Mitsubishi Mirage
Ángela Mallén
de “ Bolas de Papel de Plata”, Arte Activo Ediciones. Vitoria 2014. Pág. 128-129
El cielo se movía lentamente sobre el área comercial, sobre la rotonda que había delante de la gasolinera y sobre las carreteras de acceso a los polígonos industriales. Eran nubes sucias con tintes violáceos y textura de masa de pizza. Esa impresión ofrecían desde abajo, desde dentro del Mitsubishi Mirage verde fosforito donde aguardaba turno Felipe ante la cola de gasoil autoservicio y autopago. Felipe, el flaco, el del bigotito. Antes llevaba barba a juego con las greñas. Antes, cuando no miraba al cielo sino a la tierra, a las gachís y a los cochazos.
-Esto va para largo. Pensó Felipe mirándose en el espejo retrovisor.

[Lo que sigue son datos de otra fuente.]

//! In-memory native device

use std::cell::RefCell;
use std::collections::{HashMap, HashSet};

use crate::render::api::{
    BeginFrameInfo, CameraInfo, DependentCreateInfo, NativeBufferHandle, NativeDevice, NativeMaterialCreateInfo,
    NativeMaterialHandle, NativeTextureHandle, NativeTextureInfo, TextureCaps,
};
use crate::render::resources::{BufferContent, PxExtent2D, RawTexture, TextureFilterHint, TextureFlags};
use crate::render::{RenderError, RenderResult, RenderSystemEvent};

/// One call received by a [`HeadlessDevice`]
#[derive(Debug, Clone, PartialEq, Eq)]
pub enum DeviceCall {
    /// Texture created
    CreateTexture(NativeTextureHandle),
    /// Texture content replaced
    UpdateTexture(NativeTextureHandle),
    /// Texture destroyed
    DestroyTexture(NativeTextureHandle),
    /// Event forwarded to a dynamic texture
    TextureEvent(NativeTextureHandle, RenderSystemEvent),
    /// Buffer created
    CreateBuffer(NativeBufferHandle),
    /// Buffer content replaced
    UpdateBuffer(NativeBufferHandle),
    /// Buffer destroyed
    DestroyBuffer(NativeBufferHandle),
    /// Event forwarded to a dynamic buffer
    BufferEvent(NativeBufferHandle, RenderSystemEvent),
    /// Material created
    CreateMaterial(NativeMaterialHandle),
    /// Material destroyed
    DestroyMaterial(NativeMaterialHandle),
    /// Swapchain dependent state created
    CreateDependentResources(PxExtent2D),
    /// Swapchain dependent state destroyed
    DestroyDependentResources,
    /// Frame started
    BeginFrame(u32),
    /// Frame finished
    EndFrame,
    /// Caching window opened
    BeginCache,
    /// Caching window closed
    EndCache,
    /// Command block opened
    BeginCmds,
    /// Command block closed
    EndCmds,
    /// Camera set
    SetCamera,
    /// Material bound with its textures
    BindMaterial(NativeMaterialHandle, Vec<NativeTextureHandle>),
    /// Index buffer bound
    BindIndexBuffer(NativeBufferHandle),
    /// Vertex buffer bound
    BindVertexBuffer(NativeBufferHandle),
    /// Non-indexed draw
    Draw {
        /// Vertices drawn
        vertex_count: u32,
        /// First vertex
        first_vertex: u32,
    },
    /// Indexed draw
    DrawIndexed {
        /// Indices drawn
        index_count: u32,
        /// First index
        first_index: u32,
    },
}

#[derive(Debug, Default)]
struct DeviceState {
    next_id: u64,
    textures: HashMap<NativeTextureHandle, NativeTextureInfo>,
    buffers: HashMap<NativeBufferHandle, usize>,
    materials: HashSet<NativeMaterialHandle>,
    created_textures: usize,
    created_buffers: usize,
    created_materials: usize,
    dependent_extent: Option<PxExtent2D>,
    last_camera: Option<CameraInfo>,
    calls: Vec<DeviceCall>,
    fail_textures: bool,
    fail_buffers: bool,
    fail_dependent_resources: bool,
    material_budget: Option<usize>,
}

impl DeviceState {
    fn next_id(&mut self) -> u64 {
        self.next_id += 1;
        self.next_id
    }
}

/// Native device that keeps everything in memory
#[derive(Debug)]
pub struct HeadlessDevice {
    caps: TextureCaps,
    state: RefCell<DeviceState>,
}

impl HeadlessDevice {
    /// Device supporting dynamic textures
    pub fn new() -> Self {
        Self::with_caps(TextureCaps::DYNAMIC_UPDATE)
    }

    /// Device reporting the given texture caps
    pub fn with_caps(caps: TextureCaps) -> Self {
        Self {
            caps,
            state: RefCell::new(DeviceState::default()),
        }
    }

    /// Make texture creation fail
    pub fn set_fail_texture_creation(&self, fail: bool) {
        self.state.borrow_mut().fail_textures = fail;
    }

    /// Make buffer creation fail
    pub fn set_fail_buffer_creation(&self, fail: bool) {
        self.state.borrow_mut().fail_buffers = fail;
    }

    /// Make material creation fail
    pub fn set_fail_material_creation(&self, fail: bool) {
        self.state.borrow_mut().material_budget = fail.then_some(0);
    }

    /// Let `count` more material creations succeed, then fail
    pub fn fail_material_creation_after(&self, count: usize) {
        self.state.borrow_mut().material_budget = Some(count);
    }

    /// Make dependent resource creation fail
    pub fn set_fail_dependent_resources(&self, fail: bool) {
        self.state.borrow_mut().fail_dependent_resources = fail;
    }

    /// Number of live textures
    pub fn live_texture_count(&self) -> usize {
        self.state.borrow().textures.len()
    }

    /// Number of live buffers
    pub fn live_buffer_count(&self) -> usize {
        self.state.borrow().buffers.len()
    }

    /// Number of live materials
    pub fn live_material_count(&self) -> usize {
        self.state.borrow().materials.len()
    }

    /// Textures created so far
    pub fn created_texture_count(&self) -> usize {
        self.state.borrow().created_textures
    }

    /// Buffers created so far
    pub fn created_buffer_count(&self) -> usize {
        self.state.borrow().created_buffers
    }

    /// Materials created so far
    pub fn created_material_count(&self) -> usize {
        self.state.borrow().created_materials
    }

    /// True if the texture has not been destroyed
    pub fn is_texture_alive(&self, handle: NativeTextureHandle) -> bool {
        self.state.borrow().textures.contains_key(&handle)
    }

    /// True if the buffer has not been destroyed
    pub fn is_buffer_alive(&self, handle: NativeBufferHandle) -> bool {
        self.state.borrow().buffers.contains_key(&handle)
    }

    /// True if the material has not been destroyed
    pub fn is_material_alive(&self, handle: NativeMaterialHandle) -> bool {
        self.state.borrow().materials.contains(&handle)
    }

    /// Extent of the current dependent resources
    pub fn dependent_extent(&self) -> Option<PxExtent2D> {
        self.state.borrow().dependent_extent
    }

    /// Camera of the last `cmd_set_camera`
    pub fn last_camera(&self) -> Option<CameraInfo> {
        self.state.borrow().last_camera
    }

    /// Calls received since creation or the last [`HeadlessDevice::clear_calls`]
    pub fn calls(&self) -> Vec<DeviceCall> {
        self.state.borrow().calls.clone()
    }

    /// Forget the recorded calls
    pub fn clear_calls(&self) {
        self.state.borrow_mut().calls.clear();
    }

    fn record(&self, call: DeviceCall) {
        self.state.borrow_mut().calls.push(call);
    }
}

impl Default for HeadlessDevice {
    fn default() -> Self {
        Self::new()
    }
}

impl NativeDevice for HeadlessDevice {
    fn texture_caps(&self) -> TextureCaps {
        self.caps
    }

    fn create_texture(
        &self,
        texture: &RawTexture<'_>,
        _filter: TextureFilterHint,
        _flags: TextureFlags,
        is_dynamic: bool,
    ) -> RenderResult<NativeTextureHandle> {
        let mut state = self.state.borrow_mut();
        if state.fail_textures {
            return Err(RenderError::ResourceCreationFailed("headless texture creation disabled".to_string()));
        }
        let handle = NativeTextureHandle(state.next_id());
        state.textures.insert(
            handle,
            NativeTextureInfo {
                handle,
                extent_px: texture.extent_px,
                is_dynamic,
            },
        );
        state.created_textures += 1;
        state.calls.push(DeviceCall::CreateTexture(handle));
        Ok(handle)
    }

    fn update_texture(
        &self,
        handle: NativeTextureHandle,
        texture: &RawTexture<'_>,
        _filter: TextureFilterHint,
        _flags: TextureFlags,
    ) -> RenderResult<()> {
        let mut state = self.state.borrow_mut();
        let info = state
            .textures
            .get_mut(&handle)
            .ok_or_else(|| RenderError::NotFound(format!("native texture {}", handle.0)))?;
        if !info.is_dynamic {
            return Err(RenderError::UsageError(format!("native texture {} is not dynamic", handle.0)));
        }
        info.extent_px = texture.extent_px;
        state.calls.push(DeviceCall::UpdateTexture(handle));
        Ok(())
    }

    fn destroy_texture(&self, handle: NativeTextureHandle) {
        let mut state = self.state.borrow_mut();
        if state.textures.remove(&handle).is_none() {
            log::warn!("HeadlessDevice: destroy of unknown texture {}", handle.0);
        }
        state.calls.push(DeviceCall::DestroyTexture(handle));
    }

    fn try_get_texture(&self, handle: NativeTextureHandle) -> Option<NativeTextureInfo> {
        self.state.borrow().textures.get(&handle).copied()
    }

    fn on_dynamic_texture_event(&self, handle: NativeTextureHandle, event: RenderSystemEvent) {
        self.record(DeviceCall::TextureEvent(handle, event));
    }

    fn create_buffer(
        &self,
        content: &BufferContent<'_>,
        capacity_bytes: usize,
        _is_dynamic: bool,
    ) -> RenderResult<NativeBufferHandle> {
        let mut state = self.state.borrow_mut();
        if state.fail_buffers {
            return Err(RenderError::ResourceCreationFailed("headless buffer creation disabled".to_string()));
        }
        if content.bytes.len() > capacity_bytes {
            return Err(RenderError::InvalidArgument(format!(
                "{} bytes do not fit a buffer of {} bytes",
                content.bytes.len(),
                capacity_bytes
            )));
        }
        let handle = NativeBufferHandle(state.next_id());
        state.buffers.insert(handle, capacity_bytes);
        state.created_buffers += 1;
        state.calls.push(DeviceCall::CreateBuffer(handle));
        Ok(handle)
    }

    fn update_buffer(&self, handle: NativeBufferHandle, content: &BufferContent<'_>) -> RenderResult<()> {
        let mut state = self.state.borrow_mut();
        let capacity = *state
            .buffers
            .get(&handle)
            .ok_or_else(|| RenderError::NotFound(format!("native buffer {}", handle.0)))?;
        if content.bytes.len() > capacity {
            return Err(RenderError::InvalidArgument(format!(
                "{} bytes do not fit native buffer {} ({} bytes)",
                content.bytes.len(),
                handle.0,
                capacity
            )));
        }
        state.calls.push(DeviceCall::UpdateBuffer(handle));
        Ok(())
    }

    fn destroy_buffer(&self, handle: NativeBufferHandle) {
        let mut state = self.state.borrow_mut();
        if state.buffers.remove(&handle).is_none() {
            log::warn!("HeadlessDevice: destroy of unknown buffer {}", handle.0);
        }
        state.calls.push(DeviceCall::DestroyBuffer(handle));
    }

    fn on_dynamic_buffer_event(&self, handle: NativeBufferHandle, event: RenderSystemEvent) {
        self.record(DeviceCall::BufferEvent(handle, event));
    }

    fn create_material(&self, create_info: &NativeMaterialCreateInfo<'_>) -> RenderResult<NativeMaterialHandle> {
        let mut state = self.state.borrow_mut();
        let budget = state.material_budget;
        match budget {
            Some(0) => {
                return Err(RenderError::ResourceCreationFailed(
                    "headless material creation disabled".to_string(),
                ))
            }
            Some(remaining) => state.material_budget = Some(remaining - 1),
            None => {}
        }
        let handle = NativeMaterialHandle(state.next_id());
        log::trace!(
            "HeadlessDevice: material {} ({:?}, shaders {}/{})",
            handle.0,
            create_info.info.blend,
            create_info.vertex_shader.0,
            create_info.fragment_shader.0
        );
        state.materials.insert(handle);
        state.created_materials += 1;
        state.calls.push(DeviceCall::CreateMaterial(handle));
        Ok(handle)
    }

    fn destroy_material(&self, handle: NativeMaterialHandle) {
        let mut state = self.state.borrow_mut();
        if !state.materials.remove(&handle) {
            log::warn!("HeadlessDevice: destroy of unknown material {}", handle.0);
        }
        state.calls.push(DeviceCall::DestroyMaterial(handle));
    }

    fn create_dependent_resources(&self, create_info: &DependentCreateInfo) -> RenderResult<()> {
        let mut state = self.state.borrow_mut();
        if state.fail_dependent_resources {
            return Err(RenderError::ResourceCreationFailed(
                "headless dependent resource creation disabled".to_string(),
            ));
        }
        state.dependent_extent = Some(create_info.extent_px);
        state
            .calls
            .push(DeviceCall::CreateDependentResources(create_info.extent_px));
        Ok(())
    }

    fn destroy_dependent_resources(&self) {
        let mut state = self.state.borrow_mut();
        state.dependent_extent = None;
        state.calls.push(DeviceCall::DestroyDependentResources);
    }

    fn begin_frame(&self, frame_info: &BeginFrameInfo) {
        self.record(DeviceCall::BeginFrame(frame_info.frame_index));
    }

    fn end_frame(&self) {
        self.record(DeviceCall::EndFrame);
    }

    fn begin_cache(&self) {
        self.record(DeviceCall::BeginCache);
    }

    fn end_cache(&self) {
        self.record(DeviceCall::EndCache);
    }

    fn begin_cmds(&self) {
        self.record(DeviceCall::BeginCmds);
    }

    fn end_cmds(&self) {
        self.record(DeviceCall::EndCmds);
    }

    fn cmd_set_camera(&self, camera: &CameraInfo) {
        let mut state = self.state.borrow_mut();
        state.last_camera = Some(*camera);
        state.calls.push(DeviceCall::SetCamera);
    }

    fn cmd_bind_material(&self, material: NativeMaterialHandle, textures: &[NativeTextureHandle]) {
        self.record(DeviceCall::BindMaterial(material, textures.to_vec()));
    }

    fn cmd_bind_index_buffer(&self, buffer: NativeBufferHandle) {
        self.record(DeviceCall::BindIndexBuffer(buffer));
    }

    fn cmd_bind_vertex_buffer(&self, buffer: NativeBufferHandle) {
        self.record(DeviceCall::BindVertexBuffer(buffer));
    }

    fn cmd_draw(&self, vertex_count: u32, first_vertex: u32) {
        self.record(DeviceCall::Draw {
            vertex_count,
            first_vertex,
        });
    }

    fn cmd_draw_indexed(&self, index_count: u32, first_index: u32) {
        self.record(DeviceCall::DrawIndexed {
            index_count,
            first_index,
        });
    }
}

Volvió a mirar el cielo y vio que estaba azul y muerto. Quedaba una sola nube larga que podía ser un brazo de ángel asfixiado o quizás algún pájaro intempestivo y oscuro. Quizás había pasado mucho tiempo mientras él guardaba cola y pensaba borrosamente (en su jefecillo de ventas, emperador de todos los delegados comerciales; en la poca gracia que le hacía volver a la rutinaria merienda-cena con Asun y los niños sin cara porque iban cambiando, alargándose sus narices, achicándose los ojos, mientras no paraban de decir frases chillonas ni de comer pasta y croquetas, y nunca sabía Felipe qué traspasarles, qué ocultarles, qué ahorrarles). La autopista era una sopa juliana de coches de colores. Había una pequeña mosca pegada al cristal de la ventana. Estaba allí sentada, como mirando todo aquello (las fábricas desiertas, los coches de alta gama con eje delantero de doble línea, navegación automática, sistema surround , cuero reflectante y paravientos eléctrico), sin comprender el mundo. La mosca no sabía que el cielo estancado encubría la vertiginosa y armoniosa dinámica de una maquinaria eterna y excesiva. La mosca se sentía diminuta. Oscura. Sola. Pobre.

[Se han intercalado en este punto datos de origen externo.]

//! Core configuration shared by the render system and its managers

pub mod config;

pub use config::{DeferPolicy, RenderSystemConfig, MAX_SUPPORTED_FRAMES_IN_FLIGHT};
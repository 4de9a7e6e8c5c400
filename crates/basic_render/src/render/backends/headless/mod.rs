//! Headless backend
//!
//! Keeps native objects as plain ids in memory. Every call is appended to a
//! log so callers can assert on ordering, and creation failures can be
//! injected to exercise cleanup paths.

mod device;
mod shader_factory;

pub use device::{DeviceCall, HeadlessDevice};
pub use shader_factory::{default_predefined_shaders, HeadlessShaderFactory};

Pobre mosca presa, inadvertida, mirando el río de sopa detenerse ante un semáforo rojo y el cielo levitar profundamente en su distancia incalculable. Un dedo azul de cielo acarició sus alitas, su barriguita de mosca, sus ojos múltiples cansados, y la mosca sintió el primer consuelo de su vida: un consuelo leve como ella pero que podría durar para siempre. Y olvidó la mirada feroz de los tránsfugas, los imputados, los avariciosos; la dureza de los patrones; el peso anímico que arrastran los cayucos; la villanía de las negociadores internacionales. Y olvidó a los damnificados por las depresiones financieras, a los tergiversados por la fiscalía de ciertos casos, a los estafados por los macroprogramas, a los embaucados en macroproyectos. A todos los olvidó a pesar de haber lamido su carne.

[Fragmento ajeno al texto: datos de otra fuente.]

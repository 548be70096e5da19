use num_traits::Float;
use serde::{Deserialize, Serialize};
use std::fmt::Debug;
use std::fmt::{self, Display};

use super::traits::Bounded;
use super::{BoundingBox, Vec3};

/// Classification of where on a triangle a closest point look-up landed.
///
/// The vertex and edge variants are named after the vertex order `{a, b, c}`
/// of the queried triangle.
#[derive(Debug, Clone, Copy, PartialEq, Eq, Serialize, Deserialize)]
pub enum ClosestPointType {
    /// Closest point is the first vertex.
    AtA,
    /// Closest point is the second vertex.
    AtB,
    /// Closest point is the third vertex.
    AtC,
    /// Closest point lies on the edge between the first and second vertex.
    AtAB,
    /// Closest point lies on the edge between the second and third vertex.
    AtBC,
    /// Closest point lies on the edge between the first and third vertex.
    AtAC,
    /// Closest point lies strictly inside the triangle.
    AtInterior,
    /// No closest point has been found.
    NotFound,
}

impl ClosestPointType {
    /// Returns true if the closest point is one of the three triangle vertices.
    pub fn is_vertex(&self) -> bool {
        matches!(
            self,
            ClosestPointType::AtA | ClosestPointType::AtB | ClosestPointType::AtC
        )
    }

    /// Returns true if the closest point lies on one of the three triangle edges.
    pub fn is_edge(&self) -> bool {
        matches!(
            self,
            ClosestPointType::AtAB | ClosestPointType::AtBC | ClosestPointType::AtAC
        )
    }
}

/// Result of a closest point computation on a triangle.
#[derive(Debug, Clone, Copy, Serialize, Deserialize)]
pub struct ClosestPoint<T> {
    /// The closest point location.
    pub point: Vec3<T>,
    /// Barycentric coordinates of the closest point in `{a, b, c}` order, summing to one.
    pub barycentrics: Vec3<T>,
    /// The triangle feature the closest point belongs to.
    pub point_type: ClosestPointType,
}

/// A single triangle with vertices in 3d space.
#[derive(Debug, Clone, Copy, Serialize, Deserialize)]
pub struct Triangle<T> {
    /// Positions of the three vertices.
    pub p: [Vec3<T>; 3],
}

impl<T> Triangle<T> {
    /// Create a new Triangle from three vertices.
    /// # Arguments
    ///
    /// * `p1` - First vertex.
    /// * `p2` - Second vertex.
    /// * `p3` - Third vertex.
    pub fn new(p1: Vec3<T>, p2: Vec3<T>, p3: Vec3<T>) -> Self {
        Self { p: [p1, p2, p3] }
    }
}

impl<T: Float> Triangle<T> {
    /// Return a copy of the first vertex in the triangle.
    #[inline]
    pub fn p1(&self) -> Vec3<T> {
        self.p[0]
    }

    /// Return a copy of the second vertex in the triangle.
    #[inline]
    pub fn p2(&self) -> Vec3<T> {
        self.p[1]
    }

    /// Return a copy of the third vertex in the triangle.
    #[inline]
    pub fn p3(&self) -> Vec3<T> {
        self.p[2]
    }

    /// Compute the normal to the triangle face plane.
    pub fn face_normal(&self) -> Vec3<T> {
        let v1 = self.p2() - self.p1();
        let v2 = self.p3() - self.p1();
        v1.cross(&v2).normalize()
    }

    /// Compute the average of the three triangle vertices.
    pub fn centroid(&self) -> Vec3<T> {
        (self.p1() + self.p2() + self.p3())
            * (T::one() / T::from(3.0).expect("Failed to convert number to T"))
    }

    /// Compute the closest point on the triangle from a query point.
    ///
    /// Uses the Voronoi region method: the query point is classified against
    /// the vertex and edge regions in a fixed priority (vertices, then edges,
    /// then interior), and the point is projected onto the winning feature.
    /// Ties on region boundaries resolve to the earlier listed feature.
    ///
    /// # Arguments
    ///
    /// * `query_point` - Point to compute the closest point from.
    pub fn closest_point(&self, query_point: &Vec3<T>) -> ClosestPoint<T> {
        let a = self.p[0];
        let b = self.p[1];
        let c = self.p[2];

        let ab = b - a;
        let ac = c - a;
        let ap = *query_point - a;

        let d1 = ab.dot(&ap);
        let d2 = ac.dot(&ap);
        if d1 <= T::zero() && d2 <= T::zero() {
            return ClosestPoint {
                point: a,
                barycentrics: Vec3::new(T::one(), T::zero(), T::zero()),
                point_type: ClosestPointType::AtA,
            };
        }

        let bp = *query_point - b;
        let d3 = ab.dot(&bp);
        let d4 = ac.dot(&bp);
        if d3 >= T::zero() && d4 <= d3 {
            return ClosestPoint {
                point: b,
                barycentrics: Vec3::new(T::zero(), T::one(), T::zero()),
                point_type: ClosestPointType::AtB,
            };
        }

        let cp = *query_point - c;
        let d5 = ab.dot(&cp);
        let d6 = ac.dot(&cp);
        if d6 >= T::zero() && d5 <= d6 {
            return ClosestPoint {
                point: c,
                barycentrics: Vec3::new(T::zero(), T::zero(), T::one()),
                point_type: ClosestPointType::AtC,
            };
        }

        let vc = d1 * d4 - d3 * d2;
        if vc <= T::zero() && d1 >= T::zero() && d3 <= T::zero() {
            let v = d1 / (d1 - d3);
            return ClosestPoint {
                point: a + ab * v,
                barycentrics: Vec3::new(T::one() - v, v, T::zero()),
                point_type: ClosestPointType::AtAB,
            };
        }

        let vb = d5 * d2 - d1 * d6;
        if vb <= T::zero() && d2 >= T::zero() && d6 <= T::zero() {
            let v = d2 / (d2 - d6);
            return ClosestPoint {
                point: a + ac * v,
                barycentrics: Vec3::new(T::one() - v, T::zero(), v),
                point_type: ClosestPointType::AtAC,
            };
        }

        let va = d3 * d6 - d5 * d4;
        if va <= T::zero() && (d4 - d3) >= T::zero() && (d5 - d6) >= T::zero() {
            let v = (d4 - d3) / ((d4 - d3) + (d5 - d6));
            return ClosestPoint {
                point: b + (c - b) * v,
                barycentrics: Vec3::new(T::zero(), T::one() - v, v),
                point_type: ClosestPointType::AtBC,
            };
        }

        let denom = T::one() / (va + vb + vc);
        let v = vb * denom;
        let w = vc * denom;
        ClosestPoint {
            point: a + ab * v + ac * w,
            barycentrics: Vec3::new(T::one() - v - w, v, w),
            point_type: ClosestPointType::AtInterior,
        }
    }

    /// Intersect a ray with the triangle.
    ///
    /// Returns the ray parameter of the intersection point, or [`None`] if the
    /// ray misses or runs parallel to the triangle plane. The tolerance
    /// loosens both the parametric bound (`t >= -epsilon`) and the barycentric
    /// bounds, so rays grazing an edge or vertex still register a hit.
    ///
    /// # Arguments
    ///
    /// * `origin` - Origin of the ray.
    /// * `direction` - Direction of the ray. Does not need to be normalized,
    ///   the returned parameter is in units of its length.
    /// * `epsilon` - Tolerance applied to the parametric and barycentric bounds.
    pub fn ray_intersect(&self, origin: &Vec3<T>, direction: &Vec3<T>, epsilon: T) -> Option<T> {
        let ab = self.p[1] - self.p[0];
        let ac = self.p[2] - self.p[0];

        let pvec = direction.cross(&ac);
        let det = ab.dot(&pvec);

        if det.abs() < T::epsilon() {
            return None;
        }

        let inv_det = T::one() / det;
        let tvec = *origin - self.p[0];
        let u = tvec.dot(&pvec) * inv_det;
        if u < -epsilon || u > T::one() + epsilon {
            return None;
        }

        let qvec = tvec.cross(&ab);
        let v = direction.dot(&qvec) * inv_det;
        if v < -epsilon || u + v > T::one() + epsilon {
            return None;
        }

        let t = ac.dot(&qvec) * inv_det;
        if t < -epsilon {
            return None;
        }

        Some(t)
    }
}

impl<T: Display> fmt::Display for Triangle<T> {
    fn fmt(&self, f: &mut fmt::Formatter) -> fmt::Result {
        write!(f, "T: {}, {}, {}", self.p[0], self.p[1], self.p[2])
    }
}

impl<T: Float> Bounded<T> for Triangle<T> {
    fn bounds(&self) -> BoundingBox<T> {
        BoundingBox::from_points(&self.p)
    }
}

El dedo azul iba retirándose de la mosca lánguidamente, igual que la mano de un pianista tras la última nota de un nocturno. La tristeza volvía a su pequeño cuerpo negro, junto con la memoria de un mundo incomprensible, y el río de los coches se movía con la oleada verde de los semáforos. Ya estaba el cielo alto de nuevo, cosido como un forro de tafetán sobre la autopista. Lejos de sus ojos múltiples.
Una lágrima invisible cayó sobre el volante. Felipe arrancó el motor, metió la primera marcha y llegó al surtidor. Pagó. Vio que la autopista a Dos Hermanas estaba colapsada y siguió por la carretera nacional. La mosca voló.